Stress response in humans can be induced by various environmental factors, including noise, high temperature, and viral infection (Benjamin and McMillan 1998; Falkowska-Podstawka and Wernicki 2003). Occupational noise exposure constitutes a health problem because it causes disorders such as noise-induced hearing loss (NIHL) and sleep disturbance in humans (Folmer et al 2002; Borchgrevink 2003; Marcellini et al 2003; Bray et al 2004). Permanent hearing loss can be caused by chronic exposure equal to an average sound pressure level (SPL) of 85 dB (A) for 8 consecutive hours in a single day (Morata et al 1993), which is also sufficient to cause cardiovascular diseases (Babisch 1998; Melamed et al 1999; Lusk 2002).

In response to stress, heat shock proteins (Hsps) fulfill a variety of physiological functions, including assisting in intracellular assembly, disassembly, stabilization, and internal transport of intracellular proteins to maintain normal structure and function of the cell. In addition to their functions as molecular chaperones, Hsps can protect organisms against certain diseases (Xu et al 1993; Rassow et al 1995; Hartl 1996; Xu and Wick 1996; Benjamin and McMillan 1998; Snoeckx et al 2001; Pockley 2002; Jin et al 2004; Mandal et al 2004; Sreedhar and Csermely 2004; Xiao et al 2004). For instance, humoral immune responses to Hsps were found in patients with some autoimmune diseases, although the antibody titers against Hsps were variable among the patients (Zugel and Kaufmann 1999a). Antibodies against Hsps have also been reported in individuals with hypertension and atherosclerosis (Benjamin and McMillan 1998; Wu et al 2001; Pockley et al 2003). In healthy individuals, anti-Hsps were occasionally detectable as well (Zugel and Kaufmann 1999b), which is not surprising in that Hsps are ubiquitous in living organisms (Schett et al 1995; Shingai et al 1995; Wu et al 1998, 2001; Pockley 2002; Xu 2002; Xiao et al 2004). However, it is unknown whether the presence of anti-Hsp antibodies plays any role in the development and progression of these diseases. Antibodies might serve as carriers for Hsps that deliver immunogenic peptides to antigen presenting cells for subsequent presentation to T cells or activate cells of the innate immune system. (Feige and van Eden 1996; Multhoff et al 1998; Multhoff 2002; Asea 2003). Therefore, the levels of anti-Hsps might be of clinical significance in the diagnosis and pathogenesis of certain atherosclerotic vascular diseases (Xu et al 1993; Kaufmann and Schoel 1994; Schett et al 1995; Hoppichler et al 1996; Pockley et al 2000; Pockley 2002; Xu 2002; Bason et al 2003).

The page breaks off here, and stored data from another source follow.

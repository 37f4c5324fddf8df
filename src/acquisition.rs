//! Sensor acquisition: retries, decoding and calibration per device.
//!
//! [`SensorService`] owns the transport behind a mutex, so concurrent callers
//! queue behind the transaction in flight instead of interleaving frames on
//! the half-duplex bus. Every read ends in a [`Reading`]; transport and
//! protocol errors never escape as `Err` or panic.
use crate::calibration::Calibration;
use crate::codec::ReadRequest;
use crate::health::PlausibilityLimits;
use crate::link::Transport;
use crate::protocol::{Address, Parameter, RegisterLayout, Values};
use crate::{Error, Result};
use log::*;
use std::collections::BTreeMap;
use std::fmt;
use std::sync::{Mutex, PoisonError};
use std::thread;
use std::time::Duration;

/// Bounded retry loop settings.
#[derive(Debug, Clone, Copy, PartialEq, Eq)]
pub struct RetryPolicy {
    pub attempts: u8,
    pub backoff: Duration,
}

impl RetryPolicy {
    pub fn new(attempts: u8, backoff: Duration) -> Result<Self> {
        if attempts == 0 {
            return Err(Error::Configuration("at least one attempt is required".into()));
        }
        Ok(Self { attempts, backoff })
    }
}

impl Default for RetryPolicy {
    fn default() -> Self {
        Self {
            attempts: 3,
            backoff: Duration::from_millis(100),
        }
    }
}

/// Values of a successful read, before and after calibration.
#[derive(Debug, Clone, PartialEq)]
#[cfg_attr(feature = "serde", derive(serde::Serialize))]
pub struct Measurement {
    pub raw: Values,
    pub calibrated: Values,
}

/// Terminal outcome of a read whose attempts were all exhausted.
#[derive(Debug, Clone, PartialEq)]
pub struct Failure {
    /// The error of the last attempt.
    pub error: Error,
    pub attempts: u8,
}

impl fmt::Display for Failure {
    fn fmt(&self, f: &mut fmt::Formatter<'_>) -> fmt::Result {
        write!(f, "{} (after {} attempts)", self.error, self.attempts)
    }
}

/// The result of reading one device: fully valid or invalid with a reason.
#[derive(Debug, Clone, PartialEq)]
pub struct Reading {
    pub address: Address,
    pub outcome: std::result::Result<Measurement, Failure>,
}

impl Reading {
    pub fn is_valid(&self) -> bool {
        self.outcome.is_ok()
    }

    pub fn measurement(&self) -> Option<&Measurement> {
        self.outcome.as_ref().ok()
    }

    /// Human readable reason of an invalid reading.
    pub fn error(&self) -> Option<String> {
        self.outcome.as_ref().err().map(ToString::to_string)
    }

    /// Calibrated value of `parameter`, `None` if invalid or not reported.
    pub fn value(&self, parameter: Parameter) -> Option<f64> {
        self.measurement()
            .and_then(|measurement| measurement.calibrated.get(parameter))
    }

    pub fn temperature(&self) -> Option<f64> {
        self.value(Parameter::Temperature)
    }

    pub fn humidity(&self) -> Option<f64> {
        self.value(Parameter::Humidity)
    }
}

impl fmt::Display for Reading {
    fn fmt(&self, f: &mut fmt::Formatter<'_>) -> fmt::Result {
        match &self.outcome {
            Ok(measurement) => write!(f, "Sensor {}: {}", self.address, measurement.calibrated),
            Err(failure) => write!(f, "Sensor {}: invalid, {failure}", self.address),
        }
    }
}

/// Reads, decodes and calibrates sensors on a shared bus.
pub struct SensorService<T> {
    link: Mutex<T>,
    layout: RegisterLayout,
    device_layouts: BTreeMap<Address, RegisterLayout>,
    calibration: Calibration,
    retry: RetryPolicy,
    plausibility: Option<PlausibilityLimits>,
}

impl<T: Transport> SensorService<T> {
    pub fn new(link: T, layout: RegisterLayout, calibration: Calibration) -> Self {
        Self {
            link: Mutex::new(link),
            layout,
            device_layouts: BTreeMap::new(),
            calibration,
            retry: RetryPolicy::default(),
            plausibility: None,
        }
    }

    pub fn with_retry_policy(mut self, retry: RetryPolicy) -> Self {
        self.retry = retry;
        self
    }

    /// Rejects calibrated values outside `limits` (retried like transport errors).
    pub fn with_plausibility(mut self, limits: PlausibilityLimits) -> Self {
        self.plausibility = Some(limits);
        self
    }

    /// Uses `layout` instead of the default one for the device at `address`.
    pub fn with_device_layout(mut self, address: Address, layout: RegisterLayout) -> Self {
        self.device_layouts.insert(address, layout);
        self
    }

    /// The default register layout.
    pub fn layout(&self) -> &RegisterLayout {
        &self.layout
    }

    pub fn layout_for(&self, address: Address) -> &RegisterLayout {
        self.device_layouts.get(&address).unwrap_or(&self.layout)
    }

    pub fn calibration(&self) -> &Calibration {
        &self.calibration
    }

    pub fn retry_policy(&self) -> RetryPolicy {
        self.retry
    }

    /// Reads one device, retrying per-attempt failures.
    pub fn read_device(&self, address: Address) -> Reading {
        let outcome = self.with_retries(address, || self.attempt(address));
        match &outcome {
            Ok(measurement) => info!(
                "Sensor {address}: raw [{}] calibrated [{}]",
                measurement.raw, measurement.calibrated
            ),
            Err(failure) => error!("Sensor {address}: {failure}"),
        }
        Reading { address, outcome }
    }

    /// Reads devices one after the other in the given order.
    pub fn read_all(&self, addresses: &[Address]) -> Vec<Reading> {
        addresses
            .iter()
            .map(|address| self.read_device(*address))
            .collect()
    }

    /// Reads the undecoded register block of one device.
    pub fn read_registers(&self, address: Address) -> std::result::Result<Vec<u16>, Failure> {
        self.with_retries(address, || self.transact(address))
    }

    fn transact(&self, address: Address) -> Result<Vec<u16>> {
        let layout = self.layout_for(address);
        let request = ReadRequest::holding_registers(address, layout.start(), layout.count());
        let mut link = self.link.lock().unwrap_or_else(PoisonError::into_inner);
        link.transact(&request)
    }

    fn attempt(&self, address: Address) -> Result<Measurement> {
        let words = self.transact(address)?;
        let raw = self.layout_for(address).decode(&words)?;
        let calibrated = self.calibration.apply_all(address, &raw);
        if let Some(limits) = &self.plausibility {
            limits.check(&calibrated)?;
        }
        Ok(Measurement { raw, calibrated })
    }

    fn with_retries<R>(
        &self,
        address: Address,
        mut operation: impl FnMut() -> Result<R>,
    ) -> std::result::Result<R, Failure> {
        let mut attempt = 1;
        loop {
            debug!("Sensor {address}: attempt {attempt}/{}", self.retry.attempts);
            match operation() {
                Ok(result) => return Ok(result),
                Err(error) => {
                    match &error {
                        Error::DeviceFault(code) => {
                            warn!("Sensor {address}: device fault {code:#04x} (attempt {attempt})")
                        }
                        _ => debug!("Sensor {address}: {error} (attempt {attempt})"),
                    }
                    if attempt >= self.retry.attempts || !error.is_retryable() {
                        return Err(Failure {
                            error,
                            attempts: attempt,
                        });
                    }
                }
            }
            thread::sleep(self.retry.backoff);
            attempt += 1;
        }
    }
}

Electrocardiography (ECG) is one of the clinical characteristics used for diagnosis of cardiovascular diseases, and specific changes of ECG patterns have emerged as markers for different stages of these diseases (Nakayasu et al 2004; Okin et al 2004). Moreover, enhanced levels of anti-Hsps become detectable in individuals with some cardiovascular diseases, such as atherosclerosis, coronary heart disease, and borderline hypertension (Rauch et al 1995; Pockley et al 2000; Mandal et al 2004). Over the past years, several studies have suggested that Hsps and anti-Hsps are likely related to cardiovascular events (Veres et al 2002; Pockley 2003).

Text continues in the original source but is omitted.